Minister of Immigration Iain Lees-Galloway announced the plans during a visit to Cantabria Rest Home in Rotorua on Tuesday.

"Together, these changes represent a significant shift in the way our temporary work visa system operates," Lees-Galloway said.


He said that the plan was to help streamline the process and would be used in regions like Hawke's Bay where there is a genuine labour shortage which affects thousands of businesses.

"The new employer-assisted temporary work visa process is more streamlined and less complex, replacing six visa categories with one temporary work visa, and it ensures there is an employer check, a job check and a worker check," Lees-Galloway said.

"The process allows us to ensure foreign workers are only recruited for genuine shortages, helps us reduce exploitation, and creates better connections between immigration, education and welfare systems."

Business Hawke's Bay CEO Carolyn Neville said she welcomed the changes to the work visa system because it would help local businesses to get the workers they need.

"In Hawke's Bay, we have a growing economy and low unemployment. Not being able to access the skill sets and the number of people that our businesses need is a constraint to growth," Neville said.

But she does warn that although the change will be a huge benefit to the region we have to make sure it doesn't overlook the current local labour force on offer.
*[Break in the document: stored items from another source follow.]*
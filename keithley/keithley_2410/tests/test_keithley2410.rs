//! Tests for the Keithley 2410 driver.

use measurements::{Current, Voltage};
use rstest::*;

use instrumentrs::{
    InstrumentError, LoopbackInterfaceString,
    scpi::{Bound, NumericValue},
};

use keithley_2410::*;

// Type alias for the loopback interface with the Keithley2410 driver.
type Keithley2410Lbk = Keithley2410<LoopbackInterfaceString>;

/// Create a new Keithley2410 instance with the given commands from host to instrument and from
/// instrument to host.
fn crt_inst(host2inst: Vec<&str>, inst2host: Vec<&str>) -> Keithley2410Lbk {
    let interface = LoopbackInterfaceString::new(host2inst, inst2host, "\n");
    Keithley2410::try_new(interface).unwrap()
}

#[fixture]
fn emp_inst() -> Keithley2410Lbk {
    crt_inst(vec![], vec![])
}

/// Empty initialization should always pass.
#[rstest]
fn test_initialization(_emp_inst: Keithley2410Lbk) {}

#[rstest]
fn test_get_name() {
    let mut inst = crt_inst(
        vec!["*IDN?"],
        vec!["KEITHLEY INSTRUMENTS INC.,MODEL 2410,1234567,C32"],
    );
    assert_eq!(
        inst.get_name().unwrap(),
        "KEITHLEY INSTRUMENTS INC.,MODEL 2410,1234567,C32"
    );
}

/// Initializing sets the voltage and the current compliance.
#[rstest]
fn test_initialize() {
    let mut inst = crt_inst(vec![":VOLT:PROT 25", ":CURR:PROT 2"], vec![]);
    inst.initialize().unwrap();
}

#[rstest]
#[case(None, ":SOUR:VOLT:STAR?")]
#[case(Some(Bound::Default), ":SOUR:VOLT:STAR? DEF")]
#[case(Some(Bound::Minimum), ":SOUR:VOLT:STAR? MIN")]
#[case(Some(Bound::Maximum), ":SOUR:VOLT:STAR? MAX")]
fn test_get_voltage_sweep_start(#[case] bound: Option<Bound>, #[case] cmd: &str) {
    let mut inst = crt_inst(vec![cmd], vec!["-1.000000E+00"]);
    let start = inst.get_voltage_sweep_start(bound).unwrap();
    assert_eq!(start.as_volts(), -1.0);
}

#[rstest]
fn test_get_voltage_sweep_stop_step() {
    let mut inst = crt_inst(
        vec![":SOUR:VOLT:STOP?", ":SOUR:VOLT:STEP? MAX"],
        vec!["+5.000000E+00", "+2.200000E+03"],
    );
    assert_eq!(inst.get_voltage_sweep_stop(None).unwrap().as_volts(), 5.0);
    assert_eq!(
        inst.get_voltage_sweep_step(Some(Bound::Maximum))
            .unwrap()
            .as_volts(),
        2200.0
    );
}

/// Unrecognized option strings degrade to a plain query.
#[rstest]
#[case("MAXIMUM", ":AVER:COUN? MAX")]
#[case("minimum", ":AVER:COUN? MIN")]
#[case("Def", ":AVER:COUN? DEF")]
#[case("largest", ":AVER:COUN?")]
fn test_lenient_option(#[case] option: &str, #[case] cmd: &str) {
    let mut inst = crt_inst(vec![cmd], vec!["10"]);
    let count = inst.get_measurement_count(Bound::lenient(option)).unwrap();
    assert_eq!(count, 10);
}

#[rstest]
#[case(Function::Current, ":SENS:FUNC CURR")]
#[case(Function::Voltage, ":SENS:FUNC VOLT")]
fn test_set_sense_function(#[case] function: Function, #[case] cmd: &str) {
    let mut inst = crt_inst(vec![cmd], vec![]);
    inst.set_sense_function(function).unwrap();
}

#[rstest]
fn test_display_enabled() {
    let mut inst = crt_inst(vec![":DISP:ENAB 0", ":DISP:ENAB?"], vec!["0"]);
    inst.set_display_enabled(false).unwrap();
    assert!(!inst.get_display_enabled().unwrap());
}

#[rstest]
fn test_source_function() {
    let mut inst = crt_inst(
        vec![":SOUR:FUNC CURR", ":SOUR:FUNC?", ":SOUR:FUNC VOLT", ":SOUR:FUNC?"],
        vec!["CURR", "VOLT"],
    );
    inst.set_source_function(Function::Current).unwrap();
    assert_eq!(inst.get_source_function().unwrap(), Function::Current);
    inst.set_source_function(Function::Voltage).unwrap();
    assert_eq!(inst.get_source_function().unwrap(), Function::Voltage);
}

#[rstest]
#[case("FIX", SourceMode::Fixed)]
#[case("LIST", SourceMode::List)]
#[case("SWE", SourceMode::Sweep)]
fn test_source_modes(#[case] resp: &str, #[case] mode: SourceMode) {
    let mut inst = crt_inst(vec![":SOUR:CURR:MODE?", ":SOUR:VOLT:MODE?"], vec![resp, resp]);
    assert_eq!(inst.get_current_source_mode().unwrap(), mode);
    assert_eq!(inst.get_voltage_source_mode().unwrap(), mode);
}

#[rstest]
fn test_source_mode_invalid() {
    let mut inst = crt_inst(vec![":SOUR:VOLT:MODE?"], vec!["AUTO"]);
    assert!(matches!(
        inst.get_voltage_source_mode(),
        Err(InstrumentError::ResponseParseError(_))
    ));
}

#[rstest]
fn test_trigger_count() {
    let mut inst = crt_inst(
        vec![":TRIG:SEQ:COUN 10", ":TRIG:SEQ:COUN?"],
        vec!["+1.000000E+01"],
    );
    inst.set_trigger_count(10).unwrap();
    assert_eq!(inst.get_trigger_count(None).unwrap(), 10);
}

#[rstest]
#[case(0)]
#[case(2501)]
fn test_trigger_count_out_of_range(mut emp_inst: Keithley2410Lbk, #[case] count: u32) {
    assert!(matches!(
        emp_inst.set_trigger_count(count),
        Err(InstrumentError::IntValueOutOfRange { .. })
    ));
}

#[rstest]
fn test_voltage_limit() {
    let mut inst = crt_inst(
        vec![":SOUR:VOLT:PROT 40", ":SOUR:VOLT:PROT? MAX"],
        vec!["2.100000E+02"],
    );
    inst.set_voltage_limit(Voltage::from_volts(40.0)).unwrap();
    assert_eq!(
        inst.get_voltage_limit(Some(Bound::Maximum))
            .unwrap()
            .as_volts(),
        210.0
    );
}

#[rstest]
fn test_voltage_source() {
    let mut inst = crt_inst(vec![":SOUR:VOLT -2", ":SOUR:VOLT?"], vec!["-2.000000E+00"]);
    inst.set_voltage_source(Voltage::from_volts(-2.0)).unwrap();
    assert_eq!(inst.get_voltage_source(None).unwrap().as_volts(), -2.0);
}

#[rstest]
fn test_current_source() {
    let mut inst = crt_inst(
        vec![":SOUR:CURR 0.001", ":SOUR:CURR? MIN"],
        vec!["-1.050000E+00"],
    );
    inst.set_current_source(Current::from_amperes(0.001))
        .unwrap();
    assert_eq!(
        inst.get_current_source(Some(Bound::Minimum))
            .unwrap()
            .as_amperes(),
        -1.05
    );
}

#[rstest]
fn test_compliance() {
    let mut inst = crt_inst(
        vec![":VOLT:PROT?", ":CURR:PROT 0.0005", ":CURR:PROT?"],
        vec!["2.500000E+01", "5.000000E-04"],
    );
    assert_eq!(inst.get_voltage_compliance(None).unwrap().as_volts(), 25.0);
    inst.set_current_compliance(Current::from_amperes(500e-6))
        .unwrap();
    assert_eq!(
        inst.get_current_compliance(None).unwrap().as_amperes(),
        500e-6
    );
}

/// Filter counts are clamped to the range of 1 to 100.
#[rstest]
#[case(NumericValue::Value(10.0), ":AVER:COUN 10")]
#[case(NumericValue::Value(150.0), ":AVER:COUN MAX")]
#[case(NumericValue::Value(0.0), ":AVER:COUN MIN")]
#[case(NumericValue::Bound(Bound::Default), ":AVER:COUN DEF")]
fn test_set_measurement_count(#[case] count: NumericValue, #[case] cmd: &str) {
    let mut inst = crt_inst(vec![cmd], vec![]);
    inst.set_measurement_count(count).unwrap();
}

#[rstest]
fn test_integration_times() {
    let mut inst = crt_inst(
        vec![
            ":CURR:NPLC 1",
            ":CURR:NPLC?",
            ":VOLT:NPLC 0.1",
            ":VOLT:NPLC? MAX",
            ":RES:NPLC 10",
            ":RES:NPLC?",
        ],
        vec!["1.000000E+00", "1.000000E+01", "1.000000E+01"],
    );
    inst.set_current_integration_time(1.0).unwrap();
    assert_eq!(inst.get_current_integration_time(None).unwrap(), 1.0);
    inst.set_voltage_integration_time(0.1).unwrap();
    assert_eq!(
        inst.get_voltage_integration_time(Some(Bound::Maximum))
            .unwrap(),
        10.0
    );
    inst.set_resistance_integration_time(10.0).unwrap();
    assert_eq!(inst.get_resistance_integration_time(None).unwrap(), 10.0);
}

#[rstest]
fn test_integration_time_out_of_range(mut emp_inst: Keithley2410Lbk) {
    assert!(emp_inst.set_current_integration_time(11.0).is_err());
    assert!(emp_inst.set_voltage_integration_time(0.001).is_err());
}

/// The measurement reply holds voltage, current, resistance, time, and status.
#[rstest]
fn test_measure() {
    let reply = "-2.000000E+00,-1.234000E-03,+9.910000E+37,+1.234000E+02,+3.300000E+01";
    let mut inst = crt_inst(
        vec![":MEAS:CURR:DC?", ":MEAS:CURR:DC?", ":MEAS:CURR:DC?"],
        vec![reply, reply, reply],
    );
    assert_eq!(inst.measure_raw().unwrap(), reply);
    assert_eq!(inst.measure_current().unwrap().as_amperes(), -1.234e-3);
    assert_eq!(inst.measure_voltage().unwrap().as_volts(), -2.0);
}

#[rstest]
fn test_measure_truncated_reply() {
    let mut inst = crt_inst(vec![":MEAS:CURR:DC?"], vec!["-2.000000E+00"]);
    assert!(matches!(
        inst.measure_current(),
        Err(InstrumentError::ResponseParseError(_))
    ));
}

#[rstest]
fn test_output() {
    let mut inst = crt_inst(
        vec![":OUTP:STAT ON", ":OUTP:STAT?", ":OUTP:STAT OFF"],
        vec!["1"],
    );
    inst.output_on().unwrap();
    assert!(inst.get_output_enabled().unwrap());
    inst.output_off().unwrap();
}

#[rstest]
fn test_housekeeping() {
    let mut inst = crt_inst(vec!["*RST", "*TST?", "*OPC?"], vec!["0", "1"]);
    inst.reset().unwrap();
    assert!(inst.self_test().unwrap());
    inst.operation_complete().unwrap();
}

/// Ensure cloning an instrument works correctly.
#[rstest]
fn test_cloning(emp_inst: Keithley2410Lbk) {
    let _ = emp_inst.clone();
}
//! Wavelength ranges and the ordered list of targets of a sweep.

use crate::SweepError;

/// An inclusive range of integer wavelengths in nm.
#[derive(Debug, Clone, Copy, PartialEq, Eq)]
pub struct WavelengthRange {
    start: u32,
    stop: u32,
    step: u32,
}

impl WavelengthRange {
    /// Create a new range from `start` to `stop` (inclusive) with the given `step`.
    ///
    /// The step must be larger than zero and `start` must not be larger than `stop`.
    pub fn new(start: u32, stop: u32, step: u32) -> Result<Self, SweepError> {
        let invalid = |reason| SweepError::InvalidRange {
            start,
            stop,
            step,
            reason,
        };
        if step == 0 {
            return Err(invalid("step must be larger than zero"));
        }
        if start > stop {
            return Err(invalid("start must not be larger than stop"));
        }
        Ok(WavelengthRange { start, stop, step })
    }

    /// First wavelength in nm.
    pub fn start(&self) -> u32 {
        self.start
    }

    /// Last wavelength in nm that may be part of the range.
    pub fn stop(&self) -> u32 {
        self.stop
    }

    /// Step between two points in nm.
    pub fn step(&self) -> u32 {
        self.step
    }

    /// All points of the range in ascending order.
    ///
    /// `stop` is included only if it is reached by a whole number of steps.
    pub fn points(&self) -> impl Iterator<Item = u32> {
        (self.start..=self.stop).step_by(self.step as usize)
    }
}

/// The ordered, strictly ascending wavelengths a sweep visits.
#[derive(Debug, Clone, PartialEq, Eq)]
pub struct SweepPlan {
    targets: Vec<u32>,
}

impl SweepPlan {
    /// Merge a coarse range with an optional fine range.
    ///
    /// Inside the fine range, only the fine points are visited. Coarse points below the start and
    /// above the stop of the fine range are kept.
    pub fn new(coarse: WavelengthRange, fine: Option<WavelengthRange>) -> Self {
        let targets = match fine {
            None => coarse.points().collect(),
            Some(fine) => coarse
                .points()
                .filter(|wl| *wl < fine.start())
                .chain(fine.points())
                .chain(coarse.points().filter(|wl| *wl > fine.stop()))
                .collect(),
        };
        SweepPlan { targets }
    }

    /// The wavelengths to visit in nm.
    pub fn targets(&self) -> &[u32] {
        &self.targets
    }

    /// Number of wavelengths in the plan.
    pub fn len(&self) -> usize {
        self.targets.len()
    }

    /// A plan built from valid ranges always holds at least one wavelength.
    pub fn is_empty(&self) -> bool {
        self.targets.is_empty()
    }
}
"To be able to recruit more easily from overseas will come as good news for industries where there are real pain points and shortages.

"At the same time we have to make sure that our local labour force, and jobseekers are able to up skill and adapt to the demands of a changing workplace."


The Meat Industry Association also announced that the meat processing sector had been invited to negotiate with the Government for one of the first sector agreements for immigration.

"Labour shortages have been an ongoing issue for the meat processing sector, which affect our ability to run our plants to the desired capacity and fully process all products," MIA chief executive Tim Ritchie said.

It comes after Affco Talley, a meat works company based in Wairoa, put forward an application to bring in migrant workers to its Wairoa and Rangiuru plants.

Meatworkers NZ national secretary Graham Cooke said that the union is concerned about an increasing number of applications for accredited employer status from within the meat industry.

"It's absurd to try to import workers into a community where there are 600 job seekers," he said.

"Given the high level of under-employed or unemployed in the Wairoa district, and the limited ability of a small and relatively poor community like Wairoa to absorb and support new migrants we think Affco is taking the mickey."

Ritchie said that the sector is committed to training and employing New Zealanders first and foremost having worked closely with the Ministry of Social Development and regional agencies to recruit people from local communities to work in plants.

"However, we still struggle to fill roles from New Zealand's rural communities and the meat processing sector is approximately 2000 employees short at present, that's about 8 per cent of our workforce," he said.

"To fill this immediate gap, we must recruit people from overseas."